Successful people go through the toughest of the challenges that life throws at them. If life was a boring game where I have to push the joystick forward and wait for 70 years until it’s done, how boring is that? You want the interesting parts of the game. That attitude is the attitude of healthy people saying, “I’m going to tackle life with joy and fun and resilience. At the same time, if I feel that something’s making me off balance, whether that’s unhappiness, fear, or stress, I’m going to pause and I’m going to do something about it. I’m going to be in charge.” The One Billion Happy mission that I’m trying to champion is entirely about that, “Can you please take charge? Can you please take the right actions?”

I’m so behind what you do because it aligns exactly with what I see. There’s a problem out there with so many people who just exist, they don’t really live and they don’t look for the happy things. They don’t look for the curious endeavors. They go on and about their thing. I saw that you spent ten years with your research and maybe more. You had some negative, horrible things that have happened to you and you’ve remained happy throughout that. I know you’ve told this story before and it’s a hard story to tell, but I think a lot of people might be sitting there going, “If you had this happen to you, maybe you wouldn’t be so happy.” Do you want to tell the story about your son?

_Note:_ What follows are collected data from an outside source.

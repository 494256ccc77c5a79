use super::models::{CreatePostRequest, UpdatePostRequest};
use super::services::PostsService;
use crate::auth::AuthedUser;
use crate::common::{ApiError, AppState};
use axum::{
    extract::{Extension, Path},
    http::StatusCode,
    response::IntoResponse,
    Json,
};
use std::sync::Arc;
use tokio::sync::RwLock;

async fn posts_service(state: &Arc<RwLock<AppState>>) -> PostsService {
    PostsService::new(state.read().await.db.clone())
}

/// GET /api/blogs - All posts (public)
pub async fn list_posts(
    Extension(state): Extension<Arc<RwLock<AppState>>>,
) -> Result<impl IntoResponse, ApiError> {
    let posts = posts_service(&state).await.list_all().await?;
    Ok(Json(posts))
}

/// GET /api/blogs/:id - One post (public)
pub async fn get_post(
    Extension(state): Extension<Arc<RwLock<AppState>>>,
    Path(post_id): Path<String>,
) -> Result<impl IntoResponse, ApiError> {
    let post = posts_service(&state).await.get_by_id(&post_id).await?;
    Ok(Json(post))
}

/// GET /api/blogs/user/me - The caller's posts
pub async fn list_my_posts(
    Extension(state): Extension<Arc<RwLock<AppState>>>,
    user: AuthedUser,
) -> Result<impl IntoResponse, ApiError> {
    let posts = posts_service(&state).await.list_by_owner(&user.id).await?;
    Ok(Json(posts))
}

/// POST /api/blogs - Create a post owned by the caller
pub async fn create_post(
    Extension(state): Extension<Arc<RwLock<AppState>>>,
    user: AuthedUser,
    Json(request): Json<CreatePostRequest>,
) -> Result<impl IntoResponse, ApiError> {
    let post = posts_service(&state).await.create(&user.id, request).await?;
    Ok((StatusCode::CREATED, Json(post)))
}

/// PUT /api/blogs/:id - Partial update, owner only
pub async fn update_post(
    Extension(state): Extension<Arc<RwLock<AppState>>>,
    user: AuthedUser,
    Path(post_id): Path<String>,
    Json(request): Json<UpdatePostRequest>,
) -> Result<impl IntoResponse, ApiError> {
    let post = posts_service(&state)
        .await
        .update(&post_id, &user.id, request)
        .await?;
    Ok(Json(post))
}

/// DELETE /api/blogs/:id - Hard delete, owner only
pub async fn delete_post(
    Extension(state): Extension<Arc<RwLock<AppState>>>,
    user: AuthedUser,
    Path(post_id): Path<String>,
) -> Result<impl IntoResponse, ApiError> {
    posts_service(&state)
        .await
        .delete(&post_id, &user.id)
        .await?;
    Ok(StatusCode::NO_CONTENT)
}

I recently bought a T-shirt, it’s one of my favorites. It says, “Everything happens to everyone.” Somehow, when you’re going through the tough part of your life, you think, “Life is so unfair to me. I’m the only one that gets this bad luck. Life is horrible.” Truth is we all go through it. The richest people in the world might have wealth but not health, some will have a career and not peace. Every one of us gets tested. I’ve been tested in every way you can think. I’ve been tested on health and on wealth.

The biggest test I’ve had to go through was when I lost my wonderful son, Ali. I would always say Ali was not my son, I had him at a very young age. He was my coach. He was my best friend and he was so wise. At age sixteen I started to tell the whole world that when I grow old, I want to become like Ali. He was truly everything in my life. I am telling myself as I continue to get older, I’m becoming more and more like Ali. I’m really proud that I am. I lost him due to use to medical malpractice in four hours in the simplest of surgical operations known to humankind. You go through this and you tell yourself, maybe now is the time for me to close my door and cry for the next 27 years.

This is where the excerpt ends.